It’s not every day that the head coach of a prestigious program with the second-most all-time wins and highest winning percentage in school history gets fired. It’s also not every day that it’s actually a surprise that a coach with more impressive credentials got to keep his job. The former describes Georgia’s Mark Richt and the latter LSU’s Les Miles.
Almost everyone (even perhaps Miles himself) expected the head man at LSU to be out following its game against Texas A&M, and to see him survive the weekend was almost shocking, just as shocking as Richt’s sudden ouster. Each school made an important decision this past weekend, but only LSU got it right.
Before Richt arrived in Athens, the last time the Bulldogs won a SEC title was the same year the Milwaukee Brewers were in a World Series. So yes, it had been a while. Richt’s SEC title in 2002 ended a 20-year conference title drought for the Bulldogs and he followed up with a second one just two years later. Not only did Richt bring back SEC titles to Georgia, but he also guided them to three more opportunities in the SEC championship game. In fact, since Richt joined Georgia in 2001, he is tied with just one other coach for most SEC title game appearances at five. That other coach happens to be Nick Saban, perhaps you’ve heard of him? As mentioned above, Richt also owns the highest winning percentage in Georgia football history, just a few ticks above Bulldog legend Vince Dooley, the last man to win an SEC title at Georgia before Richt.

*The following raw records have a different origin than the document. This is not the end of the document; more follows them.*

#[async_trait]
impl CartStore for PostgresStore {
    async fn get_active_cart(&self, user_id: UserId) -> Result<Option<Cart>> {
        let row = sqlx::query(
            "SELECT id, user_id, active, created_at FROM carts WHERE user_id = $1 AND active",
        )
        .bind(user_id.as_uuid())
        .fetch_optional(&self.pool)
        .await?;

        row.map(Self::row_to_cart).transpose()
    }

    async fn create_cart(&self, user_id: UserId) -> Result<Cart> {
        let row = sqlx::query(
            r#"
            INSERT INTO carts (id, user_id, active)
            VALUES ($1, $2, TRUE)
            RETURNING id, user_id, active, created_at
            "#,
        )
        .bind(Uuid::new_v4())
        .bind(user_id.as_uuid())
        .fetch_one(&self.pool)
        .await
        .map_err(|e| map_write_error(e, "User", user_id))?;

        Self::row_to_cart(row)
    }

    async fn list_cart_items(&self, cart_id: CartId) -> Result<Vec<CartItem>> {
        let rows = sqlx::query(&format!(
            "SELECT {CART_ITEM_COLUMNS} FROM cart_items WHERE cart_id = $1 ORDER BY added_at ASC, id ASC"
        ))
        .bind(cart_id.as_uuid())
        .fetch_all(&self.pool)
        .await?;

        rows.into_iter().map(Self::row_to_cart_item).collect()
    }

    async fn upsert_cart_item(&self, cart_id: CartId, item: NewCartItem) -> Result<CartItem> {
        let row = sqlx::query(&format!(
            r#"
            INSERT INTO cart_items (id, cart_id, product_id, quantity, size, color)
            VALUES ($1, $2, $3, $4, $5, $6)
            ON CONFLICT ON CONSTRAINT unique_cart_line
            DO UPDATE SET quantity = EXCLUDED.quantity
            RETURNING {CART_ITEM_COLUMNS}
            "#
        ))
        .bind(Uuid::new_v4())
        .bind(cart_id.as_uuid())
        .bind(item.product_id.as_uuid())
        .bind(quantity_to_db(item.quantity)?)
        .bind(item.size.unwrap_or_default())
        .bind(item.color.unwrap_or_default())
        .fetch_one(&self.pool)
        .await
        .map_err(|e| map_write_error(e, "Cart", cart_id))?;

        Self::row_to_cart_item(row)
    }

    async fn update_cart_item_quantity(
        &self,
        cart_id: CartId,
        item_id: CartItemId,
        quantity: u32,
    ) -> Result<CartItem> {
        let row = sqlx::query(&format!(
            r#"
            UPDATE cart_items SET quantity = $3
            WHERE cart_id = $1 AND id = $2
            RETURNING {CART_ITEM_COLUMNS}
            "#
        ))
        .bind(cart_id.as_uuid())
        .bind(item_id.as_uuid())
        .bind(quantity_to_db(quantity)?)
        .fetch_optional(&self.pool)
        .await?;

        match row {
            Some(row) => Self::row_to_cart_item(row),
            None => Err(StoreError::not_found("CartItem", item_id)),
        }
    }

    async fn remove_cart_item(&self, cart_id: CartId, item_id: CartItemId) -> Result<bool> {
        let result = sqlx::query("DELETE FROM cart_items WHERE cart_id = $1 AND id = $2")
            .bind(cart_id.as_uuid())
            .bind(item_id.as_uuid())
            .execute(&self.pool)
            .await?;
        Ok(result.rows_affected() > 0)
    }

    async fn clear_cart(&self, cart_id: CartId) -> Result<()> {
        sqlx::query("DELETE FROM cart_items WHERE cart_id = $1")
            .bind(cart_id.as_uuid())
            .execute(&self.pool)
            .await?;
        Ok(())
    }

    async fn deactivate_cart(&self, cart_id: CartId) -> Result<()> {
        let result = sqlx::query("UPDATE carts SET active = FALSE WHERE id = $1")
            .bind(cart_id.as_uuid())
            .execute(&self.pool)
            .await?;

        if result.rows_affected() == 0 {
            return Err(StoreError::not_found("Cart", cart_id));
        }
        Ok(())
    }
}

With so much success, Richt’s ultimate downfall could be attributed to Georgia catching a case of “the disease of more.” Unfortunately, the nearby CDC could not save Richt from this illness. For many seasons, Richt was always so close to another SEC title or a chance to compete for the ultimate goal, a national title, with Richt himself saying, “I think the expectations have been built to the point that if you don't win a championship it's kind of miserable around here.” That kind of spoiled attitude from Georgia could ultimately cost them.
Few programs have had the type of consistency that has come with Richt’s Georgia tenure. Averaging 10 wins a season over almost a 15-year stint is not easy, and very few programs and coaches have been consistently great for that long. Believe it or not, within Richt’s 14 years even Alabama had some mediocre seasons. Also, Richt has recently shown that he does have the capability to lead a team to a title, with the closest of losses to what amounted to a national championship play-in game against Alabama just four years ago. It also isn’t as if Richt had some kind of a horrible flameout season similar to Gene Chizik, the man is on the cusp of another double digit victory season!
Unless there is some guarantee that a championship-caliber coach a la Jimbo Fisher is about to walk through the door, risking the unknown and roaming through the college football wilderness with an unknown commodity can be dangerous. Just ask Tennessee about their last decade. I’m guessing they would trade their last 10 years for Georgia’s in a heartbeat.
Tennessee would make that same trade with LSU as well, who wised up and decided to keep their national champion coach. Fact, LSU has three national titles in its history. Fact, Les Miles won one of those. Yet, it was surprising that he did keep his job following this weekend. Like Georgia, it seemed that “the disease of more” spread into LSU as well, but sanity prevailed and one of the best coaches of this generation kept his job.
Like Richt, Miles’ sustained excellence at LSU for the length of his tenure was almost unprecedented in Baton Rouge, with Miles owning the highest winning percentage in LSU football history.
It was also not long ago that Miles’ LSU also was No. 2 in the CFP rankings, and still owns the second-best projected recruiting class for next season. Fielding a team loaded with stud underclassmen all over the roster and another outstanding recruiting class should warrant any coach more time on the job, especially one that could end with nine wins coming out of the brutal SEC West. Even if the Tigers don’t win a SEC of national title next season, Miles should still keep his job barring some unforeseen disaster (like failing to make a bowl kind of disaster) as he is arguably the best coach in Tigers history.
In a climate where Saban and Alabama accrue titles at an unprecedented pace, boosters at schools like Georgia and LSU seem to unfairly hold their own fantastic coaches to that same standard. However, here’s what these win-thirsty boosters fail to recognize: Saban might be the greatest college football coach of all-time. There is only one Saban out there, and there might not ever be another one. Saban’s success has been unprecedented, and not every program can reach that level of success because only one program can employ Saban at a time.
Unfortunately, this kind of climate has already undeservedly cost one great coach his job in Richt, and nearly did so again with Miles. So my advice to LSU, before going out and making the mistake of getting rid of the greatest coach in program history, take a second to think about how much worse it could have been. One quick phone call to Tennessee should do the trick.